AROUND THREE months after he allegedly threw his four daughters off the Kamakhya-Katra Express in Sitapur district, Iddu Ansari was on Tuesday arrested by the Government Railway Police (GRP) from the Lucknow railway station. On October 24, last year, a six-year-old girl, Munni, was found dead along the railway tracks in Sitapur. Near her were her injured sisters Anbul (7) and Saleeba (4). A day later, a woman — initially identified as the mother Afreen — was found dead around 50 km away near the tracks at Maigalganj in Lakhimpur Kheri. Her 11-year-old daughter, Rabiya, was found unconscious near the tracks in Mahmudabad.

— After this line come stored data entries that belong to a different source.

use axum::{
    http::StatusCode,
    response::{IntoResponse, Response},
    Json,
};
use serde_json::json;

pub type Result<T> = std::result::Result<T, AppError>;

#[derive(Debug, thiserror::Error)]
pub enum AppError {
    #[error("{0}")]
    Validation(String),

    #[error("{0}")]
    NotFound(String),

    #[error("{0}")]
    Unauthorized(String),

    #[error("{0}")]
    Forbidden(String),

    #[error("Database error: {0}")]
    Database(#[from] sqlx::Error),

    #[error("Migration error: {0}")]
    Migration(#[from] sqlx::migrate::MigrateError),

    #[error("{0}")]
    Internal(String),
}

impl AppError {
    pub fn status_code(&self) -> StatusCode {
        match self {
            AppError::Validation(_) => StatusCode::BAD_REQUEST,
            AppError::NotFound(_) => StatusCode::NOT_FOUND,
            AppError::Unauthorized(_) => StatusCode::UNAUTHORIZED,
            AppError::Forbidden(_) => StatusCode::FORBIDDEN,
            AppError::Database(_) | AppError::Migration(_) | AppError::Internal(_) => {
                StatusCode::INTERNAL_SERVER_ERROR
            }
        }
    }
}

impl From<validator::ValidationErrors> for AppError {
    fn from(errors: validator::ValidationErrors) -> Self {
        let message = errors
            .field_errors()
            .into_iter()
            .map(|(field, errs)| {
                let reason = errs
                    .iter()
                    .find_map(|e| e.message.as_ref().map(|m| m.to_string()))
                    .unwrap_or_else(|| "is invalid".to_string());
                format!("{} {}", field, reason)
            })
            .collect::<Vec<_>>()
            .join(", ");

        AppError::Validation(message)
    }
}

impl IntoResponse for AppError {
    fn into_response(self) -> Response {
        let status = self.status_code();

        // Internal tool: the underlying message is returned as-is.
        if status.is_server_error() {
            tracing::error!("Request failed: {}", self);
        } else {
            tracing::debug!("Request rejected ({}): {}", status, self);
        }

        (status, Json(json!({ "message": self.to_string() }))).into_response()
    }
}
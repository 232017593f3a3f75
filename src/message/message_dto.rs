use chrono::{DateTime, Utc};
use serde::{Deserialize, Serialize};
use utoipa::ToSchema;
use uuid::Uuid;
use validator::{Validate, ValidationError};

use crate::user::UserSummary;

#[derive(Clone, Debug, Serialize, Deserialize, Validate, ToSchema)]
#[serde(rename_all = "camelCase")]
pub struct SendMessageRequest {
    pub receiver_id: Uuid,
    #[validate(custom(function = "validate_not_blank"))]
    pub content: String,
}

pub fn validate_not_blank(value: &str) -> Result<(), ValidationError> {
    if value.trim().is_empty() {
        let mut err = ValidationError::new("blank");
        err.message = Some("cannot be empty".into());
        return Err(err);
    }
    Ok(())
}

/// Latest message of a thread as shown in the chat list.
#[derive(Debug, Clone, PartialEq, Serialize, Deserialize, ToSchema)]
#[serde(rename_all = "camelCase")]
pub struct LastMessage {
    pub content: String,
    pub timestamp: DateTime<Utc>,
    pub is_read: bool,
}

/// One row of the chat list, recomputed on every request.
#[derive(Debug, Clone, PartialEq, Serialize, Deserialize, ToSchema)]
#[serde(rename_all = "camelCase")]
pub struct ConversationSummary {
    pub user: UserSummary,
    pub last_message: LastMessage,
    pub unread_count: i64,
}

#[derive(Debug, Clone, Serialize, Deserialize, ToSchema)]
pub struct StatusResponse {
    pub message: String,
    pub updated: u64,
}
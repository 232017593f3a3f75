//! Tails the conversation list (and optionally one thread) of a user by polling the API.
//!
//! CHAT_API_URL, CHAT_TOKEN and CHAT_USER_ID select the session; CHAT_OPEN_THREAD
//! optionally names a counterpart whose thread is polled too.

use anyhow::Context;
use tracing_subscriber::{layer::SubscriberExt, util::SubscriberInitExt};
use uuid::Uuid;

use eldercare_messaging::client::{ApiClient, ChatPoller, PollEvent, PollerConfig, Session};

#[tokio::main]
async fn main() -> anyhow::Result<()> {
    dotenv::dotenv().ok();

    tracing_subscriber::registry()
        .with(
            tracing_subscriber::EnvFilter::try_from_default_env()
                .unwrap_or_else(|_| "info".into()),
        )
        .with(tracing_subscriber::fmt::layer())
        .init();

    let base_url = std::env::var("CHAT_API_URL").unwrap_or_else(|_| "http://127.0.0.1:3000".to_string());
    let token = std::env::var("CHAT_TOKEN").context("CHAT_TOKEN must be set")?;
    let user_id: Uuid = std::env::var("CHAT_USER_ID")
        .context("CHAT_USER_ID must be set")?
        .parse()
        .context("CHAT_USER_ID must be a UUID")?;

    let session = Session::new(base_url, token, user_id);
    let (poller, mut events) = ChatPoller::spawn(ApiClient::default(), session.clone(), PollerConfig::default());

    if let Ok(raw) = std::env::var("CHAT_OPEN_THREAD") {
        let counterpart: Uuid = raw.parse().context("CHAT_OPEN_THREAD must be a UUID")?;
        poller.open_thread(counterpart);
    }

    loop {
        tokio::select! {
            _ = tokio::signal::ctrl_c() => break,
            event = events.recv() => match event {
                Some(PollEvent::Conversations(list)) => {
                    println!("--- {} conversation(s)", list.len());
                    for c in list {
                        println!(
                            "{:<24} {:>3} unread  {}  {}",
                            c.user.full_name,
                            c.unread_count,
                            c.last_message.timestamp.format("%Y-%m-%d %H:%M"),
                            c.last_message.content
                        );
                    }
                }
                Some(PollEvent::Thread { counterpart_id, messages }) => {
                    println!("--- thread with {} ({} message(s))", counterpart_id, messages.len());
                    for m in messages {
                        let who = if session.sent_by_self(&m) { "me" } else { "them" };
                        println!("[{}] {}: {}", m.timestamp.format("%H:%M:%S"), who, m.content);
                    }
                }
                Some(PollEvent::Error(e)) => tracing::warn!("Poll failed: {}", e),
                None => break,
            }
        }
    }

    poller.stop().await;
    Ok(())
}
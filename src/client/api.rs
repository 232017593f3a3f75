use reqwest::{RequestBuilder, Response};
use serde::de::DeserializeOwned;
use serde_json::{json, Value};
use uuid::Uuid;

use super::session::Session;
use crate::message::{ConversationSummary, Message, StatusResponse};

#[derive(Debug, thiserror::Error)]
pub enum ClientError {
    #[error("request failed: {0}")]
    Http(#[from] reqwest::Error),

    #[error("{message} (status {status})")]
    Api { status: u16, message: String },
}

pub type ClientResult<T> = std::result::Result<T, ClientError>;

#[derive(Clone, Default)]
pub struct ApiClient {
    http: reqwest::Client,
}

impl ApiClient {
    pub fn new(http: reqwest::Client) -> Self {
        Self { http }
    }

    pub async fn list_conversations(&self, session: &Session) -> ClientResult<Vec<ConversationSummary>> {
        self.send(session, self.http.get(session.url("/api/conversations")))
            .await
    }

    /// Fetching a thread also marks the counterpart's messages as read.
    pub async fn get_thread(&self, session: &Session, counterpart_id: Uuid) -> ClientResult<Vec<Message>> {
        let url = session.url(&format!("/api/messages/{}", counterpart_id));
        self.send(session, self.http.get(url)).await
    }

    pub async fn send_message(
        &self,
        session: &Session,
        receiver_id: Uuid,
        content: &str,
    ) -> ClientResult<Message> {
        let body = json!({ "receiverId": receiver_id, "content": content });
        self.send(session, self.http.post(session.url("/api/messages")).json(&body))
            .await
    }

    pub async fn mark_read(&self, session: &Session, sender_id: Uuid) -> ClientResult<StatusResponse> {
        let url = session.url(&format!("/api/messages/read/{}", sender_id));
        self.send(session, self.http.put(url)).await
    }

    pub async fn mark_delivered(&self, session: &Session, sender_id: Uuid) -> ClientResult<StatusResponse> {
        let url = session.url(&format!("/api/messages/deliver/{}", sender_id));
        self.send(session, self.http.put(url)).await
    }

    pub async fn mark_alerts_read(&self, session: &Session, alert_ids: &[Uuid]) -> ClientResult<StatusResponse> {
        let body = json!({ "alertIds": alert_ids });
        self.send(session, self.http.put(session.url("/api/alerts/read")).json(&body))
            .await
    }

    async fn send<T: DeserializeOwned>(&self, session: &Session, request: RequestBuilder) -> ClientResult<T> {
        let response = request.bearer_auth(session.token()).send().await?;
        decode(response).await
    }
}

async fn decode<T: DeserializeOwned>(response: Response) -> ClientResult<T> {
    let status = response.status();
    if status.is_success() {
        return Ok(response.json::<T>().await?);
    }

    let text = response.text().await.unwrap_or_default();
    let message = serde_json::from_str::<Value>(&text)
        .ok()
        .and_then(|v| v.get("message").and_then(Value::as_str).map(str::to_string))
        .unwrap_or(text);

    Err(ClientError::Api {
        status: status.as_u16(),
        message,
    })
}
pub mod user_models;
pub mod user_repository;
pub mod user_service;
pub mod user_handlers;

pub use user_models::{User, UserSummary, UserType};
pub use user_repository::{UserDirectory, UserRepository};
pub use user_service::UserService;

However, reported to be dead, 40-year-old Afreen had reached her native village Jhakra in Bihar’s West Champaran district on October 30, last year, with her two-year-old daughter Haseena. She had claimed that her husband threw their daughters from the train, as he didn’t have the money to get them married. GRP officials said that Ansari has confessed that he pushed his daughters from the train as he wanted to get rid of them. Lucknow GRP SP Saumitra Yadav said: “On Tuesday, we traced Ansari’s location with the help of cellphone surveillance near Lucknow railway station… he was travelling in a train from Bihar to Delhi. A team laid a trap at the station and arrested him soon after the train arrived around 1.30 pm.”
“During interrogation, he confessed to have pushed his four daughters off the train under influence of alcohol… he wanted to kill them when the train was passing through Sitapur. Absconding since then, Ansari had stayed in Pathankot, Ludhiana, Delhi and Nepal,” Yadav added. The SP said Ansari has not said why he wanted to get rid of his children.
Soon after the injured sisters were found, based on their statement, GRP had lodged a case on murder and attempt to murder against two persons, including Ansari’s brother-in-law and his friend. Anbul had alleged the duo had pushed her and sisters from the train. However, when a police team visited Bihar, they found that both accused were in their village the day of the incident.
Following this, Ansari was named as an accused in the case. While a police team visited Katra area of Jammu, where Ansari used to work as a mason, he could not be traced. “While Rabiya was treated at Lucknow’s King George Medical University, her two sisters were admitted to the Sitapur District Hospital. The girls were discharged in November and had left for their native place in Bihar,” said the SP.